The 1886 depot freight office is the second of two that were built in Dexter said local historian Frank Spizuoco. Brooks' depot was built when the railroad moved its tracks to run to Dover-Foxcroft. The last passenger train stopped service in the early 1930s and the freight service in the 1980s, according to Dexter Historical Society member Rick Whitney.
Sometime before WWI, the Keyte Brothers bought the property from the railroad and moved the depot freight office away from the tracks and closer to the road as an office for their trucking business. The freight shed has not moved.
The Keytes trucked coal, coke and iron from the railroad to supply the mills and the now-closed FayScott manufacturing plant. During WWI, their loads back to the depot included lathes and bullet-making machines according to Peter Keyte. In the late 1940s, looms and woolen mill machinery were shipped to China.

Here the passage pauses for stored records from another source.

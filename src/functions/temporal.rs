use std::sync::LazyLock;

use chrono::{DateTime, Datelike, NaiveDate, NaiveDateTime, SecondsFormat, Timelike};
use regex::{Captures, Regex};

use super::{FunctionContext, arg};
use crate::evaluator::EvalError;
use crate::value::Value;

static TEMPLATE_TOKEN: LazyLock<Regex> =
    LazyLock::new(|| Regex::new("YYYY|MM|DD|HH|mm|ss").expect("valid template pattern"));

const DEFAULT_TEMPLATE: &str = "YYYY-MM-DD";

/// Accepts RFC 3339, `YYYY-MM-DD`, `YYYY-MM-DD HH:MM:SS`,
/// `YYYY-MM-DDTHH:MM:SS` and integer epoch milliseconds.
pub(crate) fn parse_date(value: &Value) -> Result<NaiveDateTime, EvalError> {
    let invalid = || EvalError::InvalidDate(value.to_text());

    match value {
        Value::Integer(millis) => DateTime::from_timestamp_millis(*millis)
            .map(|dt| dt.naive_utc())
            .ok_or_else(invalid),
        Value::String(s) => {
            let s = s.trim();
            if let Ok(dt) = DateTime::parse_from_rfc3339(s) {
                return Ok(dt.naive_local());
            }
            for pattern in ["%Y-%m-%d %H:%M:%S", "%Y-%m-%dT%H:%M:%S%.f"] {
                if let Ok(dt) = NaiveDateTime::parse_from_str(s, pattern) {
                    return Ok(dt);
                }
            }
            NaiveDate::parse_from_str(s, "%Y-%m-%d")
                .ok()
                .and_then(|d| d.and_hms_opt(0, 0, 0))
                .ok_or_else(invalid)
        }
        _ => Err(invalid()),
    }
}

/// Render `dt` through a `YYYY MM DD HH mm ss` template.
pub(crate) fn format_date(dt: &NaiveDateTime, template: &str) -> String {
    TEMPLATE_TOKEN
        .replace_all(template, |caps: &Captures| match &caps[0] {
            "YYYY" => format!("{:04}", dt.year()),
            "MM" => format!("{:02}", dt.month()),
            "DD" => format!("{:02}", dt.day()),
            "HH" => format!("{:02}", dt.hour()),
            "mm" => format!("{:02}", dt.minute()),
            "ss" => format!("{:02}", dt.second()),
            other => other.to_string(),
        })
        .into_owned()
}

pub(super) fn now(_: &[Value], ctx: &FunctionContext) -> Result<Value, EvalError> {
    Ok(Value::String(ctx.now.to_rfc3339_opts(SecondsFormat::Secs, true)))
}

pub(super) fn today(_: &[Value], ctx: &FunctionContext) -> Result<Value, EvalError> {
    Ok(Value::String(ctx.now.format("%Y-%m-%d").to_string()))
}

fn date_part(args: &[Value], part: fn(&NaiveDateTime) -> i64) -> Result<Value, EvalError> {
    match arg(args, 0) {
        Value::Null => Ok(Value::Null),
        v => parse_date(v).map(|dt| Value::Integer(part(&dt))),
    }
}

pub(super) fn year(args: &[Value], _: &FunctionContext) -> Result<Value, EvalError> {
    date_part(args, |dt| dt.year() as i64)
}

pub(super) fn month(args: &[Value], _: &FunctionContext) -> Result<Value, EvalError> {
    date_part(args, |dt| dt.month() as i64)
}

pub(super) fn day(args: &[Value], _: &FunctionContext) -> Result<Value, EvalError> {
    date_part(args, |dt| dt.day() as i64)
}

/// DATETIME_FORMAT(date, template="YYYY-MM-DD")
pub(super) fn format(args: &[Value], _: &FunctionContext) -> Result<Value, EvalError> {
    let date = match arg(args, 0) {
        Value::Null => return Ok(Value::Null),
        v => parse_date(v)?,
    };
    let template = match arg(args, 1) {
        Value::Null => DEFAULT_TEMPLATE.to_string(),
        v => v.to_text(),
    };
    Ok(Value::String(format_date(&date, &template)))
}

/// DATETIME_PARSE(text) - returns its argument unchanged
pub(super) fn parse(args: &[Value], _: &FunctionContext) -> Result<Value, EvalError> {
    Ok(arg(args, 0).clone())
}

#[cfg(test)]
mod tests {
    use super::*;
    use chrono::{TimeZone, Utc};

    #[test]
    fn every_accepted_shape_parses() {
        for input in [
            "2024-03-05",
            "2024-03-05 10:20:30",
            "2024-03-05T10:20:30",
            "2024-03-05T10:20:30.250",
            "2024-03-05T10:20:30Z",
        ] {
            let dt = parse_date(&Value::from(input)).unwrap();
            assert_eq!((dt.year(), dt.month(), dt.day()), (2024, 3, 5), "{}", input);
        }

        let epoch = parse_date(&Value::Integer(0)).unwrap();
        assert_eq!(epoch.year(), 1970);
    }

    #[test]
    fn garbage_is_an_invalid_date() {
        assert!(matches!(
            parse_date(&Value::from("next tuesday")),
            Err(EvalError::InvalidDate(_))
        ));
    }

    #[test]
    fn template_tokens_are_replaced() {
        let dt = parse_date(&Value::from("2024-03-05 07:08:09")).unwrap();
        assert_eq!(format_date(&dt, "DD/MM/YYYY HH:mm:ss"), "05/03/2024 07:08:09");
        assert_eq!(format_date(&dt, DEFAULT_TEMPLATE), "2024-03-05");
    }

    #[test]
    fn now_and_today_use_the_shared_clock() {
        let ctx = FunctionContext {
            record: None,
            now: Utc.with_ymd_and_hms(2025, 1, 2, 3, 4, 5).unwrap(),
        };
        assert_eq!(now(&[], &ctx).unwrap(), Value::from("2025-01-02T03:04:05Z"));
        assert_eq!(today(&[], &ctx).unwrap(), Value::from("2025-01-02"));
    }
}
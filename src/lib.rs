pub mod ast;
#[cfg(feature = "cli")]
pub mod cli;
pub mod compiler;
pub mod engine;
pub mod evaluator;
pub mod functions;
pub mod graph;
pub mod lexer;
pub mod output;
pub mod parser;
pub mod pipeline;
pub mod source;
pub mod value;

pub use ast::{AggregationMode, BinOp, Condition, ConditionOp, DataType, Expr, Token};
pub use compiler::{CompiledFormula, ReturnType, compile_formula, inspect_formula, parse_formula};
pub use engine::{DefineError, Engine};
pub use evaluator::{EvalContext, EvalError, Evaluation, Evaluator, EvaluatorConfig, ErrorKind, StepTrace};
pub use functions::{FunctionContext, FunctionRegistry};
pub use graph::{DependencyGraph, GraphError, GraphNode, NodeDefinition};
pub use lexer::{LexError, Lexer, Position};
pub use output::{to_json, to_json_pretty};
pub use parser::{ParseError, Parser};
pub use pipeline::{Alter, Pipeline, Step};
pub use source::{DataSource, FieldDef, MemorySource, RecordSet};
pub use value::{Record, Value};
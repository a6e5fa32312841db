//! Lowers a parsed formula to a [`Pipeline`].
//!
//! | AST node | Pipeline shape |
//! |---|---|
//! | literal | `ALTER literal` |
//! | field | optional `SEGMENT`, then `DESIGNATE` |
//! | node reference | `CONNECT`, then optional `SEGMENT` |
//! | property | source pipeline + `DESIGNATE` |
//! | aggregation | source pipeline + `SYNTHESIZE` |
//! | binary / unary minus | one `ALTER arithmetic` with nested operand pipelines |
//! | function call | one `ALTER function` with a nested pipeline per argument |
//!
//! The public entry point [`parse_formula`] never fails: grammar errors come
//! back inside the [`CompiledFormula`].

use std::collections::BTreeSet;
use std::fmt;

use log::debug;
use serde::{Deserialize, Serialize};

use crate::{
    ast::{AggregationMode, BinOp, Expr, UnaryOp},
    lexer::{Lexer, Position},
    parser::{ParseError, Parser},
    pipeline::{Alter, Pipeline, Step},
    value::Value,
};

/// Advisory result type of a pipeline, read from its final step only.
#[derive(Debug, Clone, Copy, PartialEq, Eq, Default, Serialize, Deserialize)]
#[serde(rename_all = "lowercase")]
pub enum ReturnType {
    Number,
    Text,
    Boolean,
    Array,
    #[default]
    Unknown,
    Error,
}

impl fmt::Display for ReturnType {
    fn fmt(&self, f: &mut fmt::Formatter<'_>) -> fmt::Result {
        let s = match self {
            ReturnType::Number => "number",
            ReturnType::Text => "text",
            ReturnType::Boolean => "boolean",
            ReturnType::Array => "array",
            ReturnType::Unknown => "unknown",
            ReturnType::Error => "error",
        };
        f.write_str(s)
    }
}

/// Output of [`parse_formula`].
#[derive(Debug, Clone, PartialEq, Serialize)]
pub struct CompiledFormula {
    pub pipeline: Pipeline,
    pub dependencies: Vec<String>,
    #[serde(rename = "returnType")]
    pub return_type: ReturnType,
    #[serde(skip_serializing_if = "Option::is_none")]
    pub error: Option<String>,
    #[serde(skip_serializing_if = "Option::is_none")]
    pub position: Option<Position>,
}

impl CompiledFormula {
    pub fn is_ok(&self) -> bool {
        self.error.is_none()
    }

    fn failed(e: ParseError) -> Self {
        CompiledFormula {
            pipeline: Pipeline::new(),
            dependencies: vec![],
            return_type: ReturnType::Error,
            error: Some(e.message),
            position: Some(e.position),
        }
    }
}

/// Parse and compile formula text.
///
/// # Examples
///
/// ```
/// use pipeform::{parse_formula, ReturnType};
///
/// let compiled = parse_formula("{Amount} * 2");
/// assert_eq!(compiled.dependencies, vec!["Amount".to_string()]);
/// assert_eq!(compiled.return_type, ReturnType::Number);
///
/// let broken = parse_formula("{Amount} +");
/// assert_eq!(broken.return_type, ReturnType::Error);
/// assert_eq!(broken.position, Some(10));
/// ```
pub fn parse_formula(text: &str) -> CompiledFormula {
    match compile_formula(text) {
        Ok(compiled) => compiled,
        Err(e) => {
            debug!("Formula {:?} failed to parse: {}", text, e);
            CompiledFormula::failed(e)
        }
    }
}

/// Like [`parse_formula`] but hands the syntax error back as a `Result`.
pub fn compile_formula(text: &str) -> Result<CompiledFormula, ParseError> {
    let expr = Parser::new(Lexer::new(text))?.parse()?;
    let pipeline = compile(&expr);
    let dependencies = extract_dependencies(&pipeline);
    let return_type = infer_return_type(&pipeline);
    debug!(
        "Compiled {:?} into {} step(s), dependencies {:?}",
        text,
        pipeline.len(),
        dependencies
    );

    Ok(CompiledFormula {
        pipeline,
        dependencies,
        return_type,
        error: None,
        position: None,
    })
}

/// Lower an expression to a pipeline.
pub fn compile(expr: &Expr) -> Pipeline {
    let mut pipeline = Pipeline::new();
    compile_into(expr, &mut pipeline);
    pipeline
}

fn compile_into(expr: &Expr, out: &mut Pipeline) {
    match expr {
        Expr::Literal { value, data_type } => out.push(Step::Alter(Alter::Literal {
            value: value.clone(),
            data_type: *data_type,
        })),
        Expr::Field { name, filter } => {
            if let Some(condition) = filter {
                out.push(Step::Segment {
                    condition: condition.clone(),
                });
            }
            out.push(Step::designate(name.clone()));
        }
        Expr::NodeRef { name, filter } => {
            out.push(Step::connect(name.clone()));
            if let Some(condition) = filter {
                out.push(Step::Segment {
                    condition: condition.clone(),
                });
            }
        }
        Expr::Property { source, name } => {
            compile_into(source, out);
            out.push(Step::designate(name.clone()));
        }
        Expr::Aggregation {
            source,
            mode,
            property,
            separator,
        } => {
            compile_into(source, out);
            out.push(Step::Synthesize {
                mode: *mode,
                property: property.clone(),
                separator: separator.clone(),
            });
        }
        Expr::Binary { op, left, right } => out.push(Step::Alter(Alter::Arithmetic {
            op: *op,
            left: compile(left),
            right: compile(right),
        })),
        Expr::Unary {
            op: UnaryOp::Negate,
            operand,
        } => out.push(Step::Alter(Alter::Arithmetic {
            op: BinOp::Multiply,
            left: compile(operand),
            right: Pipeline::from(vec![Step::literal(Value::Integer(-1))]),
        })),
        Expr::Function { name, args } => out.push(Step::Alter(Alter::Function {
            name: name.clone(),
            args: args.iter().map(compile).collect(),
        })),
    }
}

/// Names a pipeline reads from outside itself: every CONNECT source and every
/// DESIGNATE that reads the current record, in this pipeline and all nested
/// ones. Sorted, without duplicates.
pub fn extract_dependencies(pipeline: &Pipeline) -> Vec<String> {
    let mut names = BTreeSet::new();
    collect_dependencies(pipeline, &mut names);
    names.into_iter().collect()
}

fn collect_dependencies(pipeline: &Pipeline, names: &mut BTreeSet<String>) {
    // A DESIGNATE only reads the current record while nothing upstream has
    // produced a value yet.
    let mut reads_record = true;

    for step in pipeline {
        match step {
            Step::Connect { source } => {
                names.insert(source.trim_start_matches('#').to_string());
                reads_record = false;
            }
            Step::Designate { property } => {
                if reads_record {
                    names.insert(property.clone());
                }
                reads_record = false;
            }
            Step::Alter(Alter::Arithmetic { left, right, .. }) => {
                collect_dependencies(left, names);
                collect_dependencies(right, names);
                reads_record = false;
            }
            Step::Alter(Alter::Function { args, .. }) => {
                for arg in args {
                    collect_dependencies(arg, names);
                }
                reads_record = false;
            }
            Step::Alter(Alter::Literal { .. }) | Step::Synthesize { .. } => reads_record = false,
            Step::Segment { .. } | Step::Null { .. } | Step::Malformed { .. } => {}
        }
    }
}

/// Advisory return type from the final step.
pub fn infer_return_type(pipeline: &Pipeline) -> ReturnType {
    match pipeline.last() {
        Some(Step::Synthesize { mode, .. }) => match mode {
            AggregationMode::Count
            | AggregationMode::Sum
            | AggregationMode::Avg
            | AggregationMode::Min
            | AggregationMode::Max => ReturnType::Number,
            AggregationMode::Concat => ReturnType::Text,
            AggregationMode::Collect => ReturnType::Array,
            AggregationMode::First | AggregationMode::Last => ReturnType::Unknown,
        },
        Some(Step::Alter(Alter::Arithmetic { op, .. })) if op.is_comparison() => ReturnType::Boolean,
        Some(Step::Alter(Alter::Arithmetic { .. })) => ReturnType::Number,
        _ => ReturnType::Unknown,
    }
}

/// Human-readable description of each top-level step. Pure formatting.
///
/// ```
/// let lines = pipeform::inspect_formula("#Orders.SUM(Total)");
/// assert_eq!(lines, vec!["1. CONNECT Orders", "2. SYNTHESIZE SUM of Total"]);
/// ```
pub fn inspect_formula(text: &str) -> Vec<String> {
    match compile_formula(text) {
        Ok(compiled) => compiled
            .pipeline
            .iter()
            .enumerate()
            .map(|(i, step)| format!("{}. {}", i + 1, step))
            .collect(),
        Err(e) => vec![format!("Syntax error: {}", e)],
    }
}

#[cfg(test)]
mod tests {
    use super::*;

    #[test]
    fn projection_after_connect_is_not_a_dependency() {
        let compiled = parse_formula("#LineItems.Amount.SUM()");
        assert_eq!(compiled.dependencies, vec!["LineItems".to_string()]);
    }

    #[test]
    fn dependencies_collapse_duplicates() {
        let compiled = parse_formula("{A} + {A} * #B.COUNT() - {C}");
        assert_eq!(compiled.dependencies, vec!["A", "B", "C"]);
    }

    #[test]
    fn unary_minus_becomes_multiplication() {
        let pipeline = compile(&Expr::Unary {
            op: UnaryOp::Negate,
            operand: Box::new(Expr::field("X")),
        });
        match pipeline.steps() {
            [Step::Alter(Alter::Arithmetic { op, right, .. })] => {
                assert_eq!(*op, BinOp::Multiply);
                assert_eq!(right.steps(), &[Step::literal(Value::Integer(-1))]);
            }
            other => panic!("Expected one arithmetic step, got {:?}", other),
        }
    }

    #[test]
    fn comparison_infers_boolean() {
        assert_eq!(parse_formula("{Score} > 50").return_type, ReturnType::Boolean);
        assert_eq!(parse_formula("#Tags.CONCAT()").return_type, ReturnType::Text);
        assert_eq!(parse_formula("#Tags.COLLECT()").return_type, ReturnType::Array);
        assert_eq!(parse_formula("UPPER({Name})").return_type, ReturnType::Unknown);
    }
}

The Keytes sold the property in 1964 to Leo Chadbourne of Dover-Foxcroft who ran the Dexter Agway store until he retired in 1998 and closed the business. The property has been vacant since then.
Brooks said she chose this property because of the view of Little Lake Wassookeag, the snowmobile and ATV trail access on the old railroad bed behind her and Route 7 in front.
Both the town and the Small Business Administration have been very supportive of her business plans, according to Brooks.
"Right now it's just a dream. But I figure if you like what you do, you do it," said Brooks."This content originally appeared as a copyrighted article in the SVWeekly.com and is used here with permission."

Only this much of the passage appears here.